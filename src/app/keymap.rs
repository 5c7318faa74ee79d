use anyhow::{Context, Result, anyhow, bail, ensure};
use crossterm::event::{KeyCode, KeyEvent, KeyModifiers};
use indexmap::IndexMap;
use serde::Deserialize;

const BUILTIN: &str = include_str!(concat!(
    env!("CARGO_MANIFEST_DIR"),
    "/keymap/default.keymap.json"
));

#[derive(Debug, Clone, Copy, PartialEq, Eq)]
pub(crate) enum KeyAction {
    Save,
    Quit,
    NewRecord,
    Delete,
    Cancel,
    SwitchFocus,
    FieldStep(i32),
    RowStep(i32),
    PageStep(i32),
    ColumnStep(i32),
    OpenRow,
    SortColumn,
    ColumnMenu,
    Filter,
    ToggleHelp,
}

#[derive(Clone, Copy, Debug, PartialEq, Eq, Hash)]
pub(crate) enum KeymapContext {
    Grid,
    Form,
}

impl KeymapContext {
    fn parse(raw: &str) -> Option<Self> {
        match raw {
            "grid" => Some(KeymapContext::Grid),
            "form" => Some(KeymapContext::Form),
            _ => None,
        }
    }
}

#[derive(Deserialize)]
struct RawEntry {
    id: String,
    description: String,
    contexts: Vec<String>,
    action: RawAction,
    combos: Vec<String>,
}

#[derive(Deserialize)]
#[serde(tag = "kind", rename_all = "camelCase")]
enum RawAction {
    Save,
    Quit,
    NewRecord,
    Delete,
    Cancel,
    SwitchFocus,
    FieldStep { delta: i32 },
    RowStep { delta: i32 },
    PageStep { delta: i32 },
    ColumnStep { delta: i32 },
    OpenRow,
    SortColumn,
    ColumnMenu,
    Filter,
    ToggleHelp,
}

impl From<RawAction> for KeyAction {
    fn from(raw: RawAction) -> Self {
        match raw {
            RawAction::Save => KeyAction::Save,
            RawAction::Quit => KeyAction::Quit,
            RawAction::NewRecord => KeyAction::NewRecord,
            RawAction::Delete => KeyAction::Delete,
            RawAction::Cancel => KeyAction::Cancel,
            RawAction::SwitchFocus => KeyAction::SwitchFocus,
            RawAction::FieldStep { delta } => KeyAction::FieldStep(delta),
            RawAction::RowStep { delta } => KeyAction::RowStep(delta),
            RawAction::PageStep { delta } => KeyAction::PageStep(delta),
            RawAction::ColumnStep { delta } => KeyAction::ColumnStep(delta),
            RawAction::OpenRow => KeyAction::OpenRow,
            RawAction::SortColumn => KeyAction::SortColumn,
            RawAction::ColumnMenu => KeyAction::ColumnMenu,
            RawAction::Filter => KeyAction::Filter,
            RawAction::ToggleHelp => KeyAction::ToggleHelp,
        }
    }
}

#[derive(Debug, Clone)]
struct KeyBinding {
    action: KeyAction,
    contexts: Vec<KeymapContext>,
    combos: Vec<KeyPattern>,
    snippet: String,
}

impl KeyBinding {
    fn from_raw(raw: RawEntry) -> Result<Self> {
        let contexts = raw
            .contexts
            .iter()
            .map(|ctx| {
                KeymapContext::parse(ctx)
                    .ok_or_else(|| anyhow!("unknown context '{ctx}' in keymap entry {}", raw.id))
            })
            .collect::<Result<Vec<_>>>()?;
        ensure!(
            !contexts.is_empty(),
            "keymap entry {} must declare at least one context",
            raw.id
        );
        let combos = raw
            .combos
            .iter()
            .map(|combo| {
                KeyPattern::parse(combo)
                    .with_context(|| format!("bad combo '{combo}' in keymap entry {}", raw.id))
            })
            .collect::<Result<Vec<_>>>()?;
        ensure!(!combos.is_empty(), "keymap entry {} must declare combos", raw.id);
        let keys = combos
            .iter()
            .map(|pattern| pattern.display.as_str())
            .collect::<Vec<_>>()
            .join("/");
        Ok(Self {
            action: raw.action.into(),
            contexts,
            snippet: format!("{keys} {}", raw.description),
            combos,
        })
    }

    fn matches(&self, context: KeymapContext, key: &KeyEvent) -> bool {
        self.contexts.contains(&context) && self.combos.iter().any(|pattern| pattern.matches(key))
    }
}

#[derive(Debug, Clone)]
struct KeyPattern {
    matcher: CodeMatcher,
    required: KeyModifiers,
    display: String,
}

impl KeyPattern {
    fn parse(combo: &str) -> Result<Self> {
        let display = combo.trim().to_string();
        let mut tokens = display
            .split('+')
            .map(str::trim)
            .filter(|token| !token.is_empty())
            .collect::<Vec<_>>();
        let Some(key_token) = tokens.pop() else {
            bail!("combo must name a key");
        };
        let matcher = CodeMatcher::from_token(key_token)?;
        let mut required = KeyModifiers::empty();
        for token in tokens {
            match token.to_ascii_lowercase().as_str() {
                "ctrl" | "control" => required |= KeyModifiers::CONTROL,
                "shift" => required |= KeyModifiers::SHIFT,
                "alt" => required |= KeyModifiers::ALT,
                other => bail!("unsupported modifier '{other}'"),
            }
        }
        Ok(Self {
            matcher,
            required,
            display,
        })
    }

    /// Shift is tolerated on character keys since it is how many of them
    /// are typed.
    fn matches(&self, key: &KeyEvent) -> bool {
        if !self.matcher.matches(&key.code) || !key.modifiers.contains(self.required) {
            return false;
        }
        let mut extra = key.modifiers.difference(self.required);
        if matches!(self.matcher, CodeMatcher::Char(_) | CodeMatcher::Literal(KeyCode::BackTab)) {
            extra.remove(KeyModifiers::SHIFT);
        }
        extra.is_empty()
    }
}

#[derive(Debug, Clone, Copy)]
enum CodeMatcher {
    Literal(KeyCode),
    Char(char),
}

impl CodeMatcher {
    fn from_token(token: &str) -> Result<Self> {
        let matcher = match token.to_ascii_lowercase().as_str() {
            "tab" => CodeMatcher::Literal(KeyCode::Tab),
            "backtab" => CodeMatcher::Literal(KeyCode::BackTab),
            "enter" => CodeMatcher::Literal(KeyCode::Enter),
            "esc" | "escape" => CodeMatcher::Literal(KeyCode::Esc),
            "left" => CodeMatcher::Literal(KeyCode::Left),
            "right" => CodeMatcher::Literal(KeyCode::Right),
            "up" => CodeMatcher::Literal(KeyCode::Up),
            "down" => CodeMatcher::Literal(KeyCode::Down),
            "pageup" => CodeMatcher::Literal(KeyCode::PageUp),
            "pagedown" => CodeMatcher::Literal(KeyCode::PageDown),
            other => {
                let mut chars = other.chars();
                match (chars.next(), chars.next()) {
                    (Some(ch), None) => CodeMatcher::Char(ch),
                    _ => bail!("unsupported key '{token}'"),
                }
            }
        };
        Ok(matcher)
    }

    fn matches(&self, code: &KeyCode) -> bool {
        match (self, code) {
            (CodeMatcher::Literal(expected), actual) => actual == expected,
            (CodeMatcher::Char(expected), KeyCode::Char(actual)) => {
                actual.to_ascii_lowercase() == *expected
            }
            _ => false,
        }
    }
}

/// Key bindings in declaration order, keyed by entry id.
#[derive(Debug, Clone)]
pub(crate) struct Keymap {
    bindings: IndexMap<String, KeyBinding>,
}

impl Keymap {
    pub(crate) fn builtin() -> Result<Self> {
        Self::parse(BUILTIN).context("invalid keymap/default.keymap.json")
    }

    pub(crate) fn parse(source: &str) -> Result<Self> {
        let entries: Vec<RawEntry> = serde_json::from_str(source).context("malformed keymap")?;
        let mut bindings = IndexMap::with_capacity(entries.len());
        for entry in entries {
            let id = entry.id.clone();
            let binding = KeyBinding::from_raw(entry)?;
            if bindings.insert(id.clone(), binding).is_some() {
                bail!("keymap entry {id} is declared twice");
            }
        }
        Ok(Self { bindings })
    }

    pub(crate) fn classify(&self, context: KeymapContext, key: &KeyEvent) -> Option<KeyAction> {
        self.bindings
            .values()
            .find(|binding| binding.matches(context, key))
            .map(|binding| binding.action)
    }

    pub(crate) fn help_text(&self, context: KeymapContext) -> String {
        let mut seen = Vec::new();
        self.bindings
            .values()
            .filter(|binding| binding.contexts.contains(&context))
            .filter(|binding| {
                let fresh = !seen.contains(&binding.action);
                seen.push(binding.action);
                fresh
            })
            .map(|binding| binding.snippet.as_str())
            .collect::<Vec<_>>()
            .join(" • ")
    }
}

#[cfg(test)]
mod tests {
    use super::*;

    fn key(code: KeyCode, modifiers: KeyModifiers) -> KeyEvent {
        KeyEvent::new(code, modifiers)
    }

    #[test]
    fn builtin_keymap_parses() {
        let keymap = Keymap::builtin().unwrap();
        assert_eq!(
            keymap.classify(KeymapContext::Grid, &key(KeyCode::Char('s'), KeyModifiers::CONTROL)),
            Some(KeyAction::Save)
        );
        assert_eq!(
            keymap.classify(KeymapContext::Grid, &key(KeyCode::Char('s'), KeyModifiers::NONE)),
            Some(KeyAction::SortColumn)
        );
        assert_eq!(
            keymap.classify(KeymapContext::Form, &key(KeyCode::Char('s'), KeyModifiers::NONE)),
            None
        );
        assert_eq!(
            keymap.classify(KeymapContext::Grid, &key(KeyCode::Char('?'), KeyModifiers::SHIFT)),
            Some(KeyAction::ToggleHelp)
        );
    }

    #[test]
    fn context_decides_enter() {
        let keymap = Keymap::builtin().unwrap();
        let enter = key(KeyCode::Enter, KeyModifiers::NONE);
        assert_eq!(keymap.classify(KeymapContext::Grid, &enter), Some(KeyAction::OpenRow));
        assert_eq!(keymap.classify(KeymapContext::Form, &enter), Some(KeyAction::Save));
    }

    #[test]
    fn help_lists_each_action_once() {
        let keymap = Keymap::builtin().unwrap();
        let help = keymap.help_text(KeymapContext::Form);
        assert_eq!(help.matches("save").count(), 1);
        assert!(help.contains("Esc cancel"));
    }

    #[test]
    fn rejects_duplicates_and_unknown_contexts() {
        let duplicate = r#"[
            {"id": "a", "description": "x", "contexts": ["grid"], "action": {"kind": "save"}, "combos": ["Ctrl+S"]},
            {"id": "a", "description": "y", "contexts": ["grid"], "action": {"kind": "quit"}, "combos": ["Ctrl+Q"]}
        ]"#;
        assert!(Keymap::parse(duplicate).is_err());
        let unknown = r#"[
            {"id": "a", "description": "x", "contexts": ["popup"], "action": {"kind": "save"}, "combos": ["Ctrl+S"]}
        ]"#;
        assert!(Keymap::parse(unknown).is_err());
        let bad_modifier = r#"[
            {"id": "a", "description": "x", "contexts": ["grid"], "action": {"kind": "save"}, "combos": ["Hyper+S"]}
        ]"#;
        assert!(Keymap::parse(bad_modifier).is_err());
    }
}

┄┄┄┄┄┄┄┄┄┄┄┄┄┄┄┄┄┄┄┄

■ **WORK ITEM**
Look for the string "fresh" in the listing above and copy every line holding it.

■ **TASK RESULT**
                let fresh = !seen.contains(&binding.action);
                fresh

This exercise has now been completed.